[LISTED ENTRIES Boundary: Start]
#[cfg(test)]
mod tests {
    use crate::{Interpreter, Ram, StepError};
    use ppc32::{Address, Ins};

    fn interpreter() -> Interpreter<Ram> {
        let mut int = Interpreter::new(Ram::new(Address(0x1000), 0x1000));
        int.machine.regs.pc = Address(0x1000);
        int
    }

    fn exec(int: &mut Interpreter<Ram>, word: u32) {
        int.dispatch(Ins::new(word)).unwrap();
    }

    #[test]
    fn addic_sets_the_carry() {
        let mut int = interpreter();

        // addic r3, r4, -1 with r4 = 0: no carry out
        int.machine.regs.gpr[4] = 0;
        exec(&mut int, 0x3064_FFFF);
        assert_eq!(int.machine.regs.gpr[3], 0xFFFF_FFFF);
        assert!(!int.machine.regs.xer.carry());

        // addic r3, r4, 1 with r4 = 0xFFFFFFFF: wraps, carry out
        int.machine.regs.gpr[4] = 0xFFFF_FFFF;
        exec(&mut int, 0x3064_0001);
        assert_eq!(int.machine.regs.gpr[3], 0);
        assert!(int.machine.regs.xer.carry());
    }

    #[test]
    fn subfic_borrow_semantics() {
        let mut int = interpreter();

        // subfic r3, r4, 10 with r4 = 3: 7, no borrow => CA set
        int.machine.regs.gpr[4] = 3;
        exec(&mut int, 0x2064_000A);
        assert_eq!(int.machine.regs.gpr[3], 7);
        assert!(int.machine.regs.xer.carry());

        // subfic r3, r4, 3 with r4 = 10: borrows => CA clear
        int.machine.regs.gpr[4] = 10;
        exec(&mut int, 0x2064_0003);
        assert_eq!(int.machine.regs.gpr[3], 3u32.wrapping_sub(10));
        assert!(!int.machine.regs.xer.carry());
    }

    #[test]
    fn record_forms_update_cr0() {
        let mut int = interpreter();

        // subf. r3, r4, r5 with r5 < r4: negative result
        int.machine.regs.gpr[4] = 10;
        int.machine.regs.gpr[5] = 3;
        exec(&mut int, 0x7C64_2851);
        let cr0 = int.machine.regs.cr.field(0);
        assert!(cr0.lt());
        assert!(!cr0.gt());
        assert!(!cr0.eq());
    }

    #[test]
    fn oe_forms_fault() {
        let mut int = interpreter();
        // addo r3, r4, r5
        let err = int.dispatch(Ins::new(0x7C64_2E14)).unwrap_err();
        assert!(matches!(err, StepError::Unimplemented { .. }));
    }

    #[test]
    fn rlwinm_applies_the_mask() {
        let mut int = interpreter();

        // rlwinm r3, r3, 0, 0, 27: mask 0xFFFFFFF0
        int.machine.regs.gpr[3] = 0x1234_5678;
        exec(&mut int, 0x5463_0036);
        assert_eq!(int.machine.regs.gpr[3], 0x1234_5670);

        // rlwinm r3, r4, 0, 0, 31 copies
        int.machine.regs.gpr[4] = 0xDEAD_BEEF;
        exec(&mut int, 0x5483_003E);
        assert_eq!(int.machine.regs.gpr[3], 0xDEAD_BEEF);
    }

    #[test]
    fn srawi_carry_needs_lost_ones() {
        let mut int = interpreter();

        // srawi r3, r4, 1 with r4 = -2: no 1s lost, CA clear
        int.machine.regs.gpr[4] = (-2i32) as u32;
        exec(&mut int, 0x7C83_0E70);
        assert_eq!(int.machine.regs.gpr[3] as i32, -1);
        assert!(!int.machine.regs.xer.carry());

        // srawi r3, r4, 1 with r4 = -1: the low 1 is lost, CA set
        int.machine.regs.gpr[4] = (-1i32) as u32;
        exec(&mut int, 0x7C83_0E70);
        assert_eq!(int.machine.regs.gpr[3] as i32, -1);
        assert!(int.machine.regs.xer.carry());
    }

    #[test]
    fn cmpi_sign_extends_the_immediate() {
        let mut int = interpreter();

        // cmpwi r3, -0x8000 with r3 = 0: 0 > -0x8000
        int.machine.regs.gpr[3] = 0;
        exec(&mut int, 0x2C03_8000);
        assert!(int.machine.regs.cr.field(0).gt());
    }

    #[test]
    fn update_form_checks() {
        let mut int = interpreter();

        // lwzu r3, 4(r0) is encoding-invalid
        let err = int.dispatch(Ins::new(0x8460_0004)).unwrap_err();
        assert!(matches!(err, StepError::Invalid { .. }));

        // lwzu r3, 4(r3) is encoding-invalid and leaves r3 untouched
        int.machine.regs.gpr[3] = 0x1234;
        let err = int.dispatch(Ins::new(0x8463_0004)).unwrap_err();
        assert!(matches!(err, StepError::Invalid { .. }));
        assert_eq!(int.machine.regs.gpr[3], 0x1234);
    }

    #[test]
    fn loads_are_big_endian() {
        let mut int = interpreter();
        int.machine.mem.load(Address(0x1100), &[0xDE, 0xAD, 0xBE, 0xEF]);

        // lwz r3, 0x100(r4) with r4 = 0x1000
        int.machine.regs.gpr[4] = 0x1000;
        exec(&mut int, 0x8064_0100);
        assert_eq!(int.machine.regs.gpr[3], 0xDEAD_BEEF);
        assert_eq!(int.machine.regs.debug_addr, Address(0x1100));

        // lwbrx r5, r0, r4 with r4 = 0x1100
        int.machine.regs.gpr[4] = 0x1100;
        exec(&mut int, 0x7CA0_242C);
        assert_eq!(int.machine.regs.gpr[5], 0xEFBE_ADDE);
    }

    #[test]
    fn reservation_flag_protocol() {
        let mut int = interpreter();
        int.machine.regs.gpr[4] = 0x1100;

        // stwcx. r3, r0, r4 without a reservation: fails, EQ clear
        exec(&mut int, 0x7C60_212D);
        assert!(!int.machine.regs.cr.field(0).eq());

        // lwarx r3, r0, r4 then stwcx. r5, r0, r4: succeeds
        int.machine.regs.gpr[5] = 0xCAFE_F00D;
        exec(&mut int, 0x7C60_2028);
        exec(&mut int, 0x7CA0_212D);
        assert!(int.machine.regs.cr.field(0).eq());
        assert_eq!(
            &int.machine.mem.bytes()[0x100..0x104],
            &0xCAFE_F00Du32.to_be_bytes()
        );

        // an intervening store drops the reservation
        exec(&mut int, 0x7C60_2028);
        exec(&mut int, 0x9464_0200); // stwu r3, 0x200(r4)
        exec(&mut int, 0x7CA0_212D);
        assert!(!int.machine.regs.cr.field(0).eq());
    }

    #[test]
    fn dcbz_zeroes_the_block() {
        let mut int = interpreter();
        int.machine.mem.load(Address(0x1100), &[0xFF; 64]);
        int.machine.regs.gpr[4] = 0x1104;

        // dcbz r0, r4
        exec(&mut int, 0x7C00_27EC);

        assert_eq!(&int.machine.mem.bytes()[0x100..0x120], &[0u8; 32]);
        assert_eq!(&int.machine.mem.bytes()[0x120..0x140], &[0xFF; 32]);
    }

    #[test]
    fn mtcrf_respects_the_mask() {
        let mut int = interpreter();
        int.machine.regs.gpr[3] = 0xFFFF_FFFF;

        // mtcrf 0x80, r3: only CR0
        exec(&mut int, 0x7C68_0120);
        assert_eq!(int.machine.regs.cr.to_bits(), 0xF000_0000);

        // mtcr r3
        exec(&mut int, 0x7C6F_F120);
        assert_eq!(int.machine.regs.cr.to_bits(), 0xFFFF_FFFF);
    }

    #[test]
    fn spr_moves() {
        let mut int = interpreter();
        int.machine.regs.gpr[3] = 0x2000;

        // mtlr r3; mflr r4
        exec(&mut int, 0x7C68_03A6);
        assert_eq!(int.machine.regs.lr, 0x2000);
        exec(&mut int, 0x7C88_02A6);
        assert_eq!(int.machine.regs.gpr[4], 0x2000);

        // mfspr r3, 287 faults
        let err = int.dispatch(Ins::new(0x7C7F_42A6)).unwrap_err();
        assert!(matches!(err, StepError::Unimplemented { .. }));
    }

    #[test]
    fn mftb_reads_the_time_base() {
        let mut int = interpreter();
        int.machine.regs.tbr = 0x1122_3344_5566_7788;

        // mftb r3; mftbu r4
        exec(&mut int, 0x7C6C_42E6);
        assert_eq!(int.machine.regs.gpr[3], 0x5566_7788);
        exec(&mut int, 0x7C8D_42E6);
        assert_eq!(int.machine.regs.gpr[4], 0x1122_3344);
    }

    #[test]
    fn lmw_and_stmw_round_trip() {
        let mut int = interpreter();
        int.machine.regs.gpr[1] = 0x1800;
        for (i, r) in (28..32).enumerate() {
            int.machine.regs.gpr[r] = 0x1111_1111 * (i as u32 + 1);
        }

        // stmw r28, 0(r1); clobber; lmw r28, 0(r1)
        exec(&mut int, 0xBF81_0000);
        for r in 28..32 {
            int.machine.regs.gpr[r] = 0;
        }
        exec(&mut int, 0xBB81_0000);

        for (i, r) in (28..32).enumerate() {
            assert_eq!(int.machine.regs.gpr[r], 0x1111_1111 * (i as u32 + 1));
        }
    }

    #[test]
    fn lmw_with_overlapping_base_is_invalid() {
        let mut int = interpreter();
        // lmw r4, 0(r5)
        let err = int.dispatch(Ins::new(0xB885_0000)).unwrap_err();
        assert!(matches!(err, StepError::Invalid { .. }));
    }

    #[test]
    fn fp_moves_convert_precision() {
        let mut int = interpreter();
        int.machine.regs.gpr[4] = 0x1100;
        int.machine.mem.load(Address(0x1100), &1.5f32.to_bits().to_be_bytes());

        // lfsx f1, r0, r4
        exec(&mut int, 0x7C20_242E);
        assert_eq!(int.machine.regs.fpr[1], 1.5);

        // stfdx f1, r0, r5 with r5 = 0x1200
        int.machine.regs.gpr[5] = 0x1200;
        exec(&mut int, 0x7C20_2DAE);
        assert_eq!(
            &int.machine.mem.bytes()[0x200..0x208],
            &1.5f64.to_bits().to_be_bytes()
        );
    }
}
[LISTED ENTRIES Boundary: End]
PROBLEM: Report how many lines of the records above contain the word "stwcx", giving only the number.

ANSWER BOX: 2